His eyes followed the movement. “Emmeline.”

“No.” She gathered what composure she had left and forced herself back to the reason she had come, because if she remained in the heat of that confession, she would forget every hurt she had carried into the room. “We are not speaking of last night.”

“We were.”

“We are speaking of Aaron.”

Rowan’s jaw clenched. “Aaron needs stability. He has endured enough.”

“Yes,” she said, her voice breaking despite her effort to keep it steady. “And you are making him endure it alone.”

Rowan’s entire frame locked, his breath hitching in a way that made the air in the room feel brittle. For a heartbeat, his eyes went wide and so dark it made her own chest ache. He looked like a man who had been hit with a physical weight, his shoulders sagging by a fraction.

Then it vanished.

“The past stays where it belongs,” he said. “Behind us.”

“Nothing stays behind us simply because we refuse to turn around.”

“My son will not be helped by dwelling on what he lost.”

“He is already dwelling on it. He simply does it without you. That is the trouble with this house, is it not? Enough grief. Enough questions. Enough wanting. Enough feeling. How many things must be buried before Ironford is quiet enough for you?”

His hand rose, fingers hovering so close to her cheek she could feel the heat radiating from his skin. Her heart hammered against her ribs. She should have retreated. She should have turned her back on the silver fire in his eyes and the magnetic pull of his presence. Instead, she stood her ground, her blood turning hot and heavy, hating him for the power he held and hating herself for how easily she gave it to him.

Then his knuckles brushed her skin.

The contact was light, almost a ghost of a touch, but it undid her more than the violence of his kiss had. It was a glimpse of the man beneath the armor, the man who could be gentle.

Rowan’s thumb traced her cheekbone. His breath hitched, the sound rough and uneven in the heavy silence.

“Do not,” she whispered. She didn’t know if she was begging him to stop or begging him never to pull away.

“Do not what?” his voice was a low, gravelly vibration that she felt through her whole body.

“No!” She wrenched herself away from his touch, the loss of his heat making the room feel like a tomb. “You send me away, you avoid me for an entire day, you crush your son’s spirit at dinner, and then you reach for me in the dark as if you have earned the right to touch me?”
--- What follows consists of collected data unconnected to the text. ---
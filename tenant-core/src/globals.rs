//! Process-wide multi-tenancy feature bits
//!
//! The flags are decided once when a [`TenantRuntime`](crate::TenantRuntime)
//! is built and never change afterwards. Every operation that depends on a
//! feature consults them and fails with
//! [`TenantError::FeatureDisabled`](crate::TenantError::FeatureDisabled)
//! instead of silently doing nothing.

use crate::error::{Result, TenantError};
use serde::{Deserialize, Serialize};
use std::fmt;

/// Multi-tenant support is active.
pub const TENANT_FLAG_MULTI_TENANT_ENABLED: u32 = 0x1;
/// Heap throttling is active.
pub const TENANT_FLAG_HEAP_THROTTLING_ENABLED: u32 = 0x2;
/// CPU limits are pushed to the resource controller.
pub const TENANT_FLAG_CPU_THROTTLING_ENABLED: u32 = 0x4;
/// Per-tenant data isolation is active.
pub const TENANT_FLAG_DATA_ISOLATION_ENABLED: u32 = 0x8;
/// Spawned threads are terminated by `destroy()`.
pub const TENANT_FLAG_THREAD_STOP_ENABLED: u32 = 0x10;
/// IO handles are reclaimed on destroy.
pub const TENANT_FLAG_IOHANDLE_RECLAIMING_ENABLED: u32 = 0x20;
/// CPU time is accounted per tenant by the resource controller.
pub const TENANT_FLAG_CPU_ACCOUNTING_ENABLED: u32 = 0x40;
/// Heap isolation is active.
pub const TENANT_FLAG_HEAP_ISOLATION_ENABLED: u32 = 0x80;
/// Socket throttling is active.
pub const TENANT_FLAG_SOCKET_THROTTLING_ENABLED: u32 = 0x400;

const ALL_FLAGS: u32 = TENANT_FLAG_MULTI_TENANT_ENABLED
    | TENANT_FLAG_HEAP_THROTTLING_ENABLED
    | TENANT_FLAG_CPU_THROTTLING_ENABLED
    | TENANT_FLAG_DATA_ISOLATION_ENABLED
    | TENANT_FLAG_THREAD_STOP_ENABLED
    | TENANT_FLAG_IOHANDLE_RECLAIMING_ENABLED
    | TENANT_FLAG_CPU_ACCOUNTING_ENABLED
    | TENANT_FLAG_HEAP_ISOLATION_ENABLED
    | TENANT_FLAG_SOCKET_THROTTLING_ENABLED;

/// Immutable set of multi-tenancy feature bits.
#[derive(Debug, Clone, Copy, PartialEq, Eq, Default, Serialize, Deserialize)]
pub struct TenantFlags(u32);

impl TenantFlags {
    /// No feature enabled, multi-tenancy included.
    pub const fn disabled() -> Self {
        Self(0)
    }

    /// Multi-tenancy with forced thread termination, the common setup.
    pub const fn with_thread_stop() -> Self {
        Self(TENANT_FLAG_MULTI_TENANT_ENABLED | TENANT_FLAG_THREAD_STOP_ENABLED)
    }

    /// Build flags from a raw bitmask, rejecting unknown bits.
    pub fn from_bits(bits: u32) -> Result<Self> {
        if bits & !ALL_FLAGS != 0 {
            return Err(TenantError::Config(format!(
                "unknown tenant flag bits {:#x}",
                bits & !ALL_FLAGS
            )));
        }
        Ok(Self(bits))
    }

    /// Read flags from `TENANT_FLAGS` (decimal or `0x` hex). Missing means
    /// everything disabled.
    pub fn from_env() -> Result<Self> {
        match std::env::var("TENANT_FLAGS") {
            Ok(raw) => Self::parse(&raw),
            Err(_) => Ok(Self::disabled()),
        }
    }

    fn parse(raw: &str) -> Result<Self> {
        let raw = raw.trim();
        let bits = match raw.strip_prefix("0x").or_else(|| raw.strip_prefix("0X")) {
            Some(hex) => u32::from_str_radix(hex, 16),
            None => raw.parse::<u32>(),
        }
        .map_err(|e| TenantError::Config(format!("invalid TENANT_FLAGS '{raw}': {e}")))?;
        Self::from_bits(bits)
    }

    /// Return a copy with `bit` set.
    pub const fn with(self, bit: u32) -> Self {
        Self(self.0 | bit)
    }

    /// Return a copy with `bit` cleared.
    pub const fn without(self, bit: u32) -> Self {
        Self(self.0 & !bit)
    }

    pub const fn bits(&self) -> u32 {
        self.0
    }

    const fn has(&self, bit: u32) -> bool {
        self.0 & bit != 0
    }

    pub const fn is_tenant_enabled(&self) -> bool {
        self.has(TENANT_FLAG_MULTI_TENANT_ENABLED)
    }

    pub const fn is_heap_throttling_enabled(&self) -> bool {
        self.has(TENANT_FLAG_HEAP_THROTTLING_ENABLED)
    }

    pub const fn is_cpu_throttling_enabled(&self) -> bool {
        self.has(TENANT_FLAG_CPU_THROTTLING_ENABLED)
    }

    pub const fn is_data_isolation_enabled(&self) -> bool {
        self.has(TENANT_FLAG_DATA_ISOLATION_ENABLED)
    }

    pub const fn is_thread_stop_enabled(&self) -> bool {
        self.has(TENANT_FLAG_THREAD_STOP_ENABLED)
    }

    pub const fn is_iohandle_reclaiming_enabled(&self) -> bool {
        self.has(TENANT_FLAG_IOHANDLE_RECLAIMING_ENABLED)
    }

    pub const fn is_cpu_accounting_enabled(&self) -> bool {
        self.has(TENANT_FLAG_CPU_ACCOUNTING_ENABLED)
    }

    pub const fn is_heap_isolation_enabled(&self) -> bool {
        self.has(TENANT_FLAG_HEAP_ISOLATION_ENABLED)
    }

    pub const fn is_socket_throttling_enabled(&self) -> bool {
        self.has(TENANT_FLAG_SOCKET_THROTTLING_ENABLED)
    }

    /// A resource group is provisioned per container when either CPU
    /// feature is on.
    pub const fn needs_group(&self) -> bool {
        self.is_cpu_throttling_enabled() || self.is_cpu_accounting_enabled()
    }

    pub(crate) fn require_tenant(&self) -> Result<()> {
        if self.is_tenant_enabled() {
            Ok(())
        } else {
            Err(TenantError::FeatureDisabled(
                "the multi-tenant feature is not enabled".to_string(),
            ))
        }
    }
}

impl fmt::Display for TenantFlags {
    fn fmt(&self, f: &mut fmt::Formatter<'_>) -> fmt::Result {
        write!(f, "{:#x}", self.0)
    }
}

#[cfg(test)]
mod tests {
    use super::*;

    #[test]
    fn test_disabled_has_nothing() {
        let flags = TenantFlags::disabled();
        assert!(!flags.is_tenant_enabled());
        assert!(!flags.is_thread_stop_enabled());
        assert!(flags.require_tenant().is_err());
    }

    #[test]
    fn test_with_and_without() {
        let flags = TenantFlags::with_thread_stop().with(TENANT_FLAG_CPU_ACCOUNTING_ENABLED);
        assert!(flags.is_tenant_enabled());
        assert!(flags.is_thread_stop_enabled());
        assert!(flags.is_cpu_accounting_enabled());
        assert!(flags.needs_group());

        let flags = flags.without(TENANT_FLAG_CPU_ACCOUNTING_ENABLED);
        assert!(!flags.needs_group());
    }

    #[test]
    fn test_parse_hex_and_decimal() {
        assert_eq!(TenantFlags::parse("0x11").unwrap().bits(), 0x11);
        assert_eq!(TenantFlags::parse("17").unwrap().bits(), 0x11);
        assert!(TenantFlags::parse("banana").is_err());
    }

    #[test]
    fn test_unknown_bits_rejected() {
        assert!(TenantFlags::from_bits(0x8000).is_err());
    }

    #[test]
    fn test_display() {
        assert_eq!(TenantFlags::with_thread_stop().to_string(), "0x11");
    }
}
Rowan’s face hardened, the marble mask slamming back into place with a finality that made her vision blur with rage.

“I have no right to tenderness,” he said, and all the life went out of his voice. “You are correct. Good night, Duchess.”

The dismissal was the final cord snapping. Emmeline didn’t curtsy. She didn’t offer a polite word. She turned on her heel and bolted from the room, the silk of her wrapper hissing against the floor.